━━━━━ DATA RECORDS ━━━━━
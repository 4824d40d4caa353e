use crate::types::{UserPreferences, UserRow};
use chrono::{DateTime, Utc};
use sqlx::PgPool;

const USER_COLUMNS: &str = "u.id, u.email, u.name, u.onboarded, u.crypto_assets, u.investor_type, \
                            u.content_types, u.created_at, u.updated_at";

/// Resolve an unexpired session token to its user
pub async fn get_by_session_token(
    pool: &PgPool,
    token: &str,
    now: DateTime<Utc>,
) -> Result<Option<UserRow>, sqlx::Error> {
    sqlx::query_as::<_, UserRow>(&format!(
        r#"
        SELECT {USER_COLUMNS}
        FROM sessions s
        JOIN users u ON u.id = s.user_id
        WHERE s.token = $1 AND s.expires_at > $2
        "#
    ))
    .bind(token)
    .bind(now)
    .fetch_optional(pool)
    .await
}

/// Replace a user's preferences and mark them onboarded
pub async fn update_preferences(
    pool: &PgPool,
    id: i64,
    preferences: &UserPreferences,
) -> Result<Option<UserRow>, sqlx::Error> {
    sqlx::query_as::<_, UserRow>(&format!(
        r#"
        UPDATE users u
        SET crypto_assets = $2,
            investor_type = $3,
            content_types = $4,
            onboarded = TRUE,
            updated_at = now()
        WHERE u.id = $1
        RETURNING {USER_COLUMNS}
        "#
    ))
    .bind(id)
    .bind(&preferences.crypto_assets)
    .bind(&preferences.investor_type)
    .bind(&preferences.content_types)
    .fetch_optional(pool)
    .await
}
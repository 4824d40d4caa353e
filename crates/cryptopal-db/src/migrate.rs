use sqlx::migrate::Migrator;
use sqlx::PgPool;
use tracing::info;

/// Schema for cache entries, users, sessions and votes, embedded from `migrations/`
static MIGRATOR: Migrator = sqlx::migrate!();

/// Apply pending migrations (tracked in the `_sqlx_migrations` table)
pub async fn migrate(pool: &PgPool) -> Result<(), sqlx::Error> {
    let known = MIGRATOR.iter().count();
    info!(migrations = known, "Applying cryptopal schema");
    MIGRATOR
        .run(pool)
        .await
        .map_err(|e| sqlx::Error::Protocol(e.to_string()))?;
    info!("Cryptopal schema up to date");
    Ok(())
}
use chrono::{DateTime, SecondsFormat, Utc};
use cryptopal_db::UserPreferences;
use serde::{Deserialize, Serialize};
use serde_json::Value;
use tracing::warn;
use ts_rs::TS;

use super::{keys, Dashboard, DashboardError};
use crate::constants::{NEWS_LIMIT, NEWS_TTL};
use crate::sources::UpstreamError;

#[derive(Debug, Clone, PartialEq, Serialize, Deserialize, TS)]
#[ts(export, export_to = "bindings/")]
pub struct NewsItem {
    pub id: String,
    pub title: String,
    pub created_at: String,
    pub published_at: Option<String>,
    /// e.g. `Mar 4, 2025`
    pub formatted_date: String,
    /// e.g. `Mar 4, 2025, 09:30 AM`, empty when unknown
    pub formatted_published_date: String,
    pub description: Option<String>,
    pub kind: String,
    pub slug: Option<String>,
    pub url: Option<String>,
}

#[derive(Debug, Clone, PartialEq, Serialize, Deserialize, TS)]
#[ts(export, export_to = "bindings/")]
pub struct NewsFeed {
    pub results: Vec<NewsItem>,
    /// Number of posts upstream returned, before truncation
    pub count: usize,
}

impl Dashboard {
    /// Hot news for the user's categories. Never empty.
    pub async fn news(&self, preferences: &UserPreferences) -> Result<NewsFeed, DashboardError> {
        let key = keys::news_key(preferences);
        let currencies = keys::news_currencies(preferences);
        let source = self.sources.news.clone();

        let feed = self
            .resolve(&key, NEWS_TTL, || async move {
                let data = source.hot_posts(&currencies).await?;
                Ok::<_, UpstreamError>(format_news(&data, Utc::now()))
            })
            .await?;
        Ok(feed)
    }
}

/// Posts in whichever shape upstream used: `results` array, single `results`
/// object, or a bare array
fn post_list(data: &Value) -> Vec<&Value> {
    match data.get("results") {
        Some(Value::Array(items)) => items.iter().collect(),
        Some(Value::Null) | None => match data {
            Value::Array(items) => items.iter().collect(),
            _ => Vec::new(),
        },
        Some(single) => vec![single],
    }
}

pub fn format_news(data: &Value, now: DateTime<Utc>) -> NewsFeed {
    let posts = post_list(data);
    if posts.is_empty() {
        warn!("No news results from upstream, returning fallback");
        return fallback_news(now);
    }

    let results = posts
        .iter()
        .take(NEWS_LIMIT)
        .enumerate()
        .map(|(index, post)| format_post(post, index, now))
        .collect();

    NewsFeed {
        results,
        count: posts.len(),
    }
}

fn fallback_news(now: DateTime<Utc>) -> NewsFeed {
    NewsFeed {
        results: vec![NewsItem {
            id: "fallback_1".to_string(),
            title: "Crypto markets continue to evolve".to_string(),
            created_at: iso(now),
            published_at: None,
            formatted_date: short_date(now),
            formatted_published_date: String::new(),
            description: None,
            kind: "news".to_string(),
            slug: None,
            url: None,
        }],
        count: 1,
    }
}

fn format_post(post: &Value, index: usize, now: DateTime<Utc>) -> NewsItem {
    let created_at = text(post, "created_at");
    let published_at = text(post, "published_at");

    let formatted_date = created_at
        .as_deref()
        .and_then(parse_timestamp)
        .map(short_date)
        .unwrap_or_else(|| short_date(now));

    let formatted_published_date = published_at
        .as_deref()
        .and_then(parse_timestamp)
        .map(|t| t.format("%b %-d, %Y, %I:%M %p").to_string())
        .unwrap_or_default();

    let id = match post.get("id") {
        Some(Value::String(s)) if !s.is_empty() => s.clone(),
        Some(Value::Number(n)) => n.to_string(),
        _ => format!("news_{}", index),
    };

    let description = text(post, "description")
        .or_else(|| text(post, "text"))
        .or_else(|| text(post, "subtitle"))
        .or_else(|| {
            post.pointer("/metadata/description")
                .and_then(Value::as_str)
                .filter(|s| !s.is_empty())
                .map(str::to_string)
        });

    NewsItem {
        id,
        title: text(post, "title").unwrap_or_else(|| "No title".to_string()),
        created_at: created_at.unwrap_or_else(|| iso(now)),
        published_at,
        formatted_date,
        formatted_published_date,
        description,
        kind: text(post, "kind").unwrap_or_else(|| "news".to_string()),
        slug: text(post, "slug"),
        url: text(post, "url"),
    }
}

fn text(post: &Value, field: &str) -> Option<String> {
    post.get(field)
        .and_then(Value::as_str)
        .filter(|s| !s.is_empty())
        .map(str::to_string)
}

fn parse_timestamp(s: &str) -> Option<DateTime<Utc>> {
    DateTime::parse_from_rfc3339(s)
        .ok()
        .map(|t| t.with_timezone(&Utc))
}

fn iso(t: DateTime<Utc>) -> String {
    t.to_rfc3339_opts(SecondsFormat::Millis, true)
}

fn short_date(t: DateTime<Utc>) -> String {
    t.format("%b %-d, %Y").to_string()
}

#[cfg(test)]
mod tests {
    use super::*;
    use crate::dashboard::testing::{dashboard, FakeUpstream};
    use serde_json::json;

    fn post(i: usize) -> Value {
        json!({
            "id": 1000 + i,
            "title": format!("Post {i}"),
            "created_at": "2025-03-04T09:30:00Z",
            "published_at": "2025-03-04T14:05:00Z",
            "text": "body",
            "kind": "news",
            "slug": format!("post-{i}"),
        })
    }

    #[tokio::test]
    async fn test_zero_results_yield_one_fallback_item() {
        let (dashboard, _, _) = dashboard(FakeUpstream {
            news: Some(json!({"results": []})),
            ..FakeUpstream::default()
        });

        let feed = dashboard.news(&UserPreferences::default()).await.unwrap();

        assert_eq!(feed.results.len(), 1);
        assert_eq!(feed.count, 1);
        let item = &feed.results[0];
        assert!(!item.title.is_empty());
        assert!(DateTime::parse_from_rfc3339(&item.created_at).is_ok());
    }

    #[tokio::test]
    async fn test_results_are_truncated_and_normalized() {
        let posts: Vec<Value> = (0..12).map(post).collect();
        let (dashboard, _, _) = dashboard(FakeUpstream {
            news: Some(json!({ "results": posts })),
            ..FakeUpstream::default()
        });

        let feed = dashboard.news(&UserPreferences::default()).await.unwrap();

        assert_eq!(feed.results.len(), NEWS_LIMIT);
        assert_eq!(feed.count, 12);
        let first = &feed.results[0];
        assert_eq!(first.id, "1000");
        assert_eq!(first.description.as_deref(), Some("body"));
        assert_eq!(first.formatted_date, "Mar 4, 2025");
        assert_eq!(first.formatted_published_date, "Mar 4, 2025, 02:05 PM");
    }

    #[tokio::test]
    async fn test_repeat_requests_do_not_refetch() {
        let (dashboard, fake, store) = dashboard(FakeUpstream {
            news: Some(json!({ "results": [post(0)] })),
            ..FakeUpstream::default()
        });
        let prefs = UserPreferences {
            crypto_assets: vec!["Ethereum".into(), "Bitcoin".into()],
            ..UserPreferences::default()
        };

        dashboard.news(&prefs).await.unwrap();
        dashboard.news(&prefs).await.unwrap();

        assert_eq!(fake.calls(), 1);
        assert!(cryptopal_cache::CacheStore::find(store.as_ref(), "news_Bitcoin_Ethereum")
            .await
            .unwrap()
            .is_some());
    }

    #[tokio::test]
    async fn test_upstream_failure_without_cache_is_an_error() {
        let (dashboard, _, store) = dashboard(FakeUpstream::default());

        let err = dashboard.news(&UserPreferences::default()).await.unwrap_err();

        assert_eq!(err.status_hint(), Some(502));
        assert!(store.is_empty().await);
    }

    #[test]
    fn test_post_list_shapes() {
        let now = Utc::now();
        assert_eq!(format_news(&json!({"results": post(1)}), now).count, 1);
        assert_eq!(format_news(&json!([post(1), post(2)]), now).count, 2);
        assert_eq!(format_news(&json!({}), now).results[0].id, "fallback_1");
    }

    #[test]
    fn test_missing_fields_get_defaults() {
        let now = Utc::now();
        let feed = format_news(&json!({"results": [{"metadata": {"description": "meta"}}]}), now);
        let item = &feed.results[0];

        assert_eq!(item.id, "news_0");
        assert_eq!(item.title, "No title");
        assert_eq!(item.kind, "news");
        assert_eq!(item.description.as_deref(), Some("meta"));
        assert_eq!(item.formatted_published_date, "");
    }
}
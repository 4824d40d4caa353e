//! Cache key derivation.
//!
//! Keys depend only on the effective inputs: category lists are trimmed,
//! sorted and deduplicated so the same selection in any order shares a slot.

use std::collections::BTreeSet;

use chrono::{Datelike, NaiveDate};
use cryptopal_db::UserPreferences;

use crate::constants::{
    DEFAULT_COINS, DEFAULT_HISTORY_DAYS, DEFAULT_INVESTOR_TYPE, DEFAULT_NEWS_CURRENCIES,
    FALLBACK_MEME_KEYWORD, NEWS_CURRENCIES, PRICE_COINS, VALID_HISTORY_DAYS,
};

/// Sorted, deduplicated, non-empty categories
pub fn normalized_categories(categories: &[String]) -> Vec<String> {
    categories
        .iter()
        .map(|c| c.trim())
        .filter(|c| !c.is_empty())
        .map(str::to_string)
        .collect::<BTreeSet<_>>()
        .into_iter()
        .collect()
}

fn lookup<'a>(map: &[(&str, &'a str)], category: &str) -> Option<&'a str> {
    map.iter()
        .find(|(name, _)| *name == category)
        .map(|(_, value)| *value)
}

/// Expand categories through a category map, keeping first-seen order without repeats
fn expand(map: &[(&str, &str)], categories: &[String]) -> Vec<String> {
    let mut seen = BTreeSet::new();
    categories
        .iter()
        .filter_map(|c| lookup(map, c.trim()))
        .flat_map(|ids| ids.split(','))
        .filter(|id| seen.insert(*id))
        .map(str::to_string)
        .collect()
}

pub fn news_key(preferences: &UserPreferences) -> String {
    let categories = normalized_categories(&preferences.crypto_assets);
    if categories.is_empty() {
        "news_all".to_string()
    } else {
        format!("news_{}", categories.join("_"))
    }
}

/// CryptoPanic currency codes for the user's categories
pub fn news_currencies(preferences: &UserPreferences) -> String {
    let codes = expand(NEWS_CURRENCIES, &normalized_categories(&preferences.crypto_assets));
    if codes.is_empty() {
        DEFAULT_NEWS_CURRENCIES.to_string()
    } else {
        codes.join(",")
    }
}

/// CoinGecko ids for the user's categories, sorted, always at least two
pub fn coin_ids(preferences: &UserPreferences) -> Vec<String> {
    let mut ids = expand(PRICE_COINS, &preferences.crypto_assets);
    if ids.is_empty() {
        ids = DEFAULT_COINS.iter().map(|id| id.to_string()).collect();
    }

    if ids.len() == 1 {
        let filler = DEFAULT_COINS
            .iter()
            .find(|id| !ids.iter().any(|existing| existing.as_str() == **id));
        if let Some(filler) = filler {
            ids.push(filler.to_string());
        }
    }

    ids.sort();
    ids
}

pub fn prices_key(coin_ids: &[String]) -> String {
    format!("prices_{}", coin_ids.join("_"))
}

/// Accepted lookback window, defaulting anything else
pub fn history_days(days: Option<&str>) -> &'static str {
    days.and_then(|d| VALID_HISTORY_DAYS.iter().find(|valid| **valid == d.trim()))
        .copied()
        .unwrap_or(DEFAULT_HISTORY_DAYS)
}

pub fn price_history_key(coin_id: &str, days: &str) -> String {
    format!("price_history_{}_{}", coin_id, days)
}

pub fn investor_type(preferences: &UserPreferences) -> &str {
    let investor_type = preferences.investor_type.trim();
    if investor_type.is_empty() {
        DEFAULT_INVESTOR_TYPE
    } else {
        investor_type
    }
}

/// One insight per day, investor type and category set
pub fn insight_key(date: NaiveDate, preferences: &UserPreferences) -> String {
    let categories = normalized_categories(&preferences.crypto_assets);
    let assets = if categories.is_empty() {
        "default".to_string()
    } else {
        categories.join("_")
    };
    format!(
        "ai_insight_{}_{}_{}",
        date.format("%Y-%m-%d"),
        investor_type(preferences),
        assets
    )
}

/// Today's meme keyword: the user's categories take turns, one per day of the year
pub fn meme_keyword(preferences: &UserPreferences, date: NaiveDate) -> String {
    let categories = normalized_categories(&preferences.crypto_assets);
    if categories.is_empty() {
        return FALLBACK_MEME_KEYWORD.to_string();
    }
    let index = date.ordinal0() as usize % categories.len();
    categories[index].clone()
}

pub fn normalize_keyword(keyword: &str) -> String {
    let normalized = keyword.trim().to_lowercase();
    if normalized.is_empty() {
        FALLBACK_MEME_KEYWORD.to_string()
    } else {
        normalized
    }
}

pub fn meme_key(normalized_keyword: &str) -> String {
    let joined = normalized_keyword.split_whitespace().collect::<Vec<_>>().join("_");
    format!("meme_{}", joined)
}

#[cfg(test)]
mod tests {
    use super::*;

    fn prefs(assets: &[&str]) -> UserPreferences {
        UserPreferences {
            crypto_assets: assets.iter().map(|a| a.to_string()).collect(),
            ..UserPreferences::default()
        }
    }

    fn date(y: i32, m: u32, d: u32) -> NaiveDate {
        NaiveDate::from_ymd_opt(y, m, d).unwrap()
    }

    #[test]
    fn test_equivalent_selections_share_keys() {
        let a = prefs(&["Ethereum", "Bitcoin", "DeFi"]);
        let b = prefs(&["DeFi", "Bitcoin", "Ethereum", "Bitcoin"]);

        assert_eq!(news_key(&a), news_key(&b));
        assert_eq!(news_key(&a), "news_Bitcoin_DeFi_Ethereum");
        assert_eq!(prices_key(&coin_ids(&a)), prices_key(&coin_ids(&b)));
        assert_eq!(insight_key(date(2025, 3, 1), &a), insight_key(date(2025, 3, 1), &b));
    }

    #[test]
    fn test_news_defaults() {
        let empty = prefs(&[]);
        assert_eq!(news_key(&empty), "news_all");
        assert_eq!(news_currencies(&empty), "BTC,ETH");
        assert_eq!(news_currencies(&prefs(&["Unknown"])), "BTC,ETH");
    }

    #[test]
    fn test_news_currencies_dedupe() {
        assert_eq!(news_currencies(&prefs(&["NFTs", "Ethereum"])), "ETH");
        assert_eq!(
            news_currencies(&prefs(&["Bitcoin", "Meme Coins"])),
            "BTC,DOGE,SHIB"
        );
    }

    #[test]
    fn test_coin_ids_default_and_padding() {
        assert_eq!(coin_ids(&prefs(&[])), vec!["bitcoin", "ethereum"]);
        assert_eq!(coin_ids(&prefs(&["Bitcoin"])), vec!["bitcoin", "ethereum"]);
        assert_eq!(coin_ids(&prefs(&["NFTs"])), vec!["bitcoin", "ethereum"]);
        assert_eq!(
            coin_ids(&prefs(&["Meme Coins"])),
            vec!["dogecoin", "shiba-inu"]
        );
        assert_eq!(prices_key(&coin_ids(&prefs(&[]))), "prices_bitcoin_ethereum");
    }

    #[test]
    fn test_history_days() {
        assert_eq!(history_days(Some("30")), "30");
        assert_eq!(history_days(Some("14")), "7");
        assert_eq!(history_days(None), "7");
        assert_eq!(price_history_key("bitcoin", "365"), "price_history_bitcoin_365");
    }

    #[test]
    fn test_insight_key() {
        let mut p = prefs(&[]);
        assert_eq!(insight_key(date(2025, 1, 2), &p), "ai_insight_2025-01-02_general_default");

        p.investor_type = "hodler".into();
        p.crypto_assets = vec!["Layer 2".into()];
        assert_eq!(insight_key(date(2025, 1, 2), &p), "ai_insight_2025-01-02_hodler_Layer 2");
    }

    #[test]
    fn test_meme_keyword_rotates_daily() {
        let p = prefs(&["DeFi", "Bitcoin"]);
        // Jan 1 is ordinal 0, Jan 2 ordinal 1
        assert_eq!(meme_keyword(&p, date(2025, 1, 1)), "Bitcoin");
        assert_eq!(meme_keyword(&p, date(2025, 1, 2)), "DeFi");
        assert_eq!(meme_keyword(&prefs(&[]), date(2025, 1, 2)), "crypto");
    }

    #[test]
    fn test_meme_key_normalization() {
        assert_eq!(normalize_keyword("  Meme Coins "), "meme coins");
        assert_eq!(normalize_keyword("   "), "crypto");
        assert_eq!(meme_key(&normalize_keyword("Meme Coins")), "meme_meme_coins");
    }
}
━━━━━
◆ PROBLEM TO SOLVE
Every line above that holds the string "joined" counts once. State how many such lines there are, as a number alone.

◆ RESULT OF THIS TASK
2